**ACTIVITY:** Wherever the listing has a line with the string "QueryType", copy that line out.
INPUT FOR THIS TASK Start Marker
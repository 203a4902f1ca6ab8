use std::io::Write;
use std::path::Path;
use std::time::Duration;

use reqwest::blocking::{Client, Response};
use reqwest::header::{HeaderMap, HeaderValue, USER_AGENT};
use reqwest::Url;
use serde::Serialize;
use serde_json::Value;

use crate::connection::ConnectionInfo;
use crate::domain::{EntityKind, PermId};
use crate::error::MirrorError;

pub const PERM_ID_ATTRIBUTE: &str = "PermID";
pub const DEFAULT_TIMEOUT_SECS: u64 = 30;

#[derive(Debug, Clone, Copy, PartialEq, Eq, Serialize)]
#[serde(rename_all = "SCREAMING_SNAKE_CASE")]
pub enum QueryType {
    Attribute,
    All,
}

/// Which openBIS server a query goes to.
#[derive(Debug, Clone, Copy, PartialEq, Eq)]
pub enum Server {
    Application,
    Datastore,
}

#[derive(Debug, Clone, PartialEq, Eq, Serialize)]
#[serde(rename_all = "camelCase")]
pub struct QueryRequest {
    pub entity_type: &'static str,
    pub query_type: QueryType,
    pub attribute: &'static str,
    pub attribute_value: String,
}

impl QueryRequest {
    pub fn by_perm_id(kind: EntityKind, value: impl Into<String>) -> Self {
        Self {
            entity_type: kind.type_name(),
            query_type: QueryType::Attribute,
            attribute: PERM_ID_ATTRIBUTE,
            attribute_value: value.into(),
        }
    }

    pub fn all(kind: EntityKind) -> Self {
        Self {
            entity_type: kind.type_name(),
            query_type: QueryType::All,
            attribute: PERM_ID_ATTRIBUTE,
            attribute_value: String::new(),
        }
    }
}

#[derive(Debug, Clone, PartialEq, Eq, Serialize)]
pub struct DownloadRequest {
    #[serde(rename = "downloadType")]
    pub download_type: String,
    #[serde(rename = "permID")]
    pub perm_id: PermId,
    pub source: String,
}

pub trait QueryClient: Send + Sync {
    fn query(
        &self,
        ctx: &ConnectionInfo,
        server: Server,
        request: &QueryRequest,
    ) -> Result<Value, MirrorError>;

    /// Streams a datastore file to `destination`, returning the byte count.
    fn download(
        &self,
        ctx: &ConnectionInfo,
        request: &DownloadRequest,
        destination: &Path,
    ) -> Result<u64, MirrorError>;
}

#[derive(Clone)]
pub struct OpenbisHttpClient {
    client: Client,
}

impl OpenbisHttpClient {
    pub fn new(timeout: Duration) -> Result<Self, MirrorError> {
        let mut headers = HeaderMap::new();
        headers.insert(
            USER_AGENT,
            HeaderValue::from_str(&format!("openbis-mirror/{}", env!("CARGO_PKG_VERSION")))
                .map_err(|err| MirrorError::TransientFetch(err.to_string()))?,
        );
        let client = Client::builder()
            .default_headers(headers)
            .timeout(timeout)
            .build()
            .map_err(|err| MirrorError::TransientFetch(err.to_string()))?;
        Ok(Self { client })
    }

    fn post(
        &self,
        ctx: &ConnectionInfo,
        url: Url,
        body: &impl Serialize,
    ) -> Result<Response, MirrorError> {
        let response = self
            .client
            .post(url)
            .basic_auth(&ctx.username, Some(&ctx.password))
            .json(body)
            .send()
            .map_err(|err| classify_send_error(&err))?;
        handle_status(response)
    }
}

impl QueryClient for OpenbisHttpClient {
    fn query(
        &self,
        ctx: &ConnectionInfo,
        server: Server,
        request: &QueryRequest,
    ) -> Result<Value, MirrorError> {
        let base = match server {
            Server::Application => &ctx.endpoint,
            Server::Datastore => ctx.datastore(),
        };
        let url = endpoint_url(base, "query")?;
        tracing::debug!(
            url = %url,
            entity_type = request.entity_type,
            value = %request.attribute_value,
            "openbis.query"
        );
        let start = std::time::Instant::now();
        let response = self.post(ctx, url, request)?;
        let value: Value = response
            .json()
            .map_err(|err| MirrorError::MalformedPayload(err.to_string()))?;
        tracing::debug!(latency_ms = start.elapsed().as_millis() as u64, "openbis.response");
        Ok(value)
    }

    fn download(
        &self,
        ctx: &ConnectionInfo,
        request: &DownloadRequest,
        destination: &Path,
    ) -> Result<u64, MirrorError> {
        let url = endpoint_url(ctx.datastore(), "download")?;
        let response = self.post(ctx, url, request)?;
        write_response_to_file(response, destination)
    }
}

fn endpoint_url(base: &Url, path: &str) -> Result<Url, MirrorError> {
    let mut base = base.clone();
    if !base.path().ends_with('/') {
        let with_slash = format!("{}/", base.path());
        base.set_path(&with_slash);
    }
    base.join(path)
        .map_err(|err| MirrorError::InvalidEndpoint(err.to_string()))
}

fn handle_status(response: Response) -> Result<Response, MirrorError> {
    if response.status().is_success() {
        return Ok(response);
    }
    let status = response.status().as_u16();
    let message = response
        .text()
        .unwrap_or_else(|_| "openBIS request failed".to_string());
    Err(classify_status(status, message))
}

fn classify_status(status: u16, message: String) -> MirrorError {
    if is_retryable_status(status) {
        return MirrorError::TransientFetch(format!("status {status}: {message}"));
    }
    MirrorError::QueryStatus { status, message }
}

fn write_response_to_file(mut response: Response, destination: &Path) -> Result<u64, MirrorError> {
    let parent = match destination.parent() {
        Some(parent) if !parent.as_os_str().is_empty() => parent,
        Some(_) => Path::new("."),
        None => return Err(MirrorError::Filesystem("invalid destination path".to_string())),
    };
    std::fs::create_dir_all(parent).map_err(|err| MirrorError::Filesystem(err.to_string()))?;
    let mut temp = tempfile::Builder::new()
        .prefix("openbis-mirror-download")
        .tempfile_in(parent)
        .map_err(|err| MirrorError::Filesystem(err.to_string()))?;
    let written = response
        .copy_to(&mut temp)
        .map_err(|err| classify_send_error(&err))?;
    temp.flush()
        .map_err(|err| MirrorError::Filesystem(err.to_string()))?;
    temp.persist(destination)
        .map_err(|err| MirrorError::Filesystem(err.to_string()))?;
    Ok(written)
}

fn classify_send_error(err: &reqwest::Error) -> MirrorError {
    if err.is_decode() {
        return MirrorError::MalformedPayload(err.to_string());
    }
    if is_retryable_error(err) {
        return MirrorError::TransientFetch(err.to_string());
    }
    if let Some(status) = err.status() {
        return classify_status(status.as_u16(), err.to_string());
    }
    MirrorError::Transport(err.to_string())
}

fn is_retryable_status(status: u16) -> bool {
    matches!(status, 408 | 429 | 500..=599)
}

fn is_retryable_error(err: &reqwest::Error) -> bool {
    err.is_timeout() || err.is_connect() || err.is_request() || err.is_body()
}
INPUT FOR THIS TASK End Marker
**ANSWER SPACE:**
pub enum QueryType {
    pub query_type: QueryType,
            query_type: QueryType::Attribute,
            query_type: QueryType::All,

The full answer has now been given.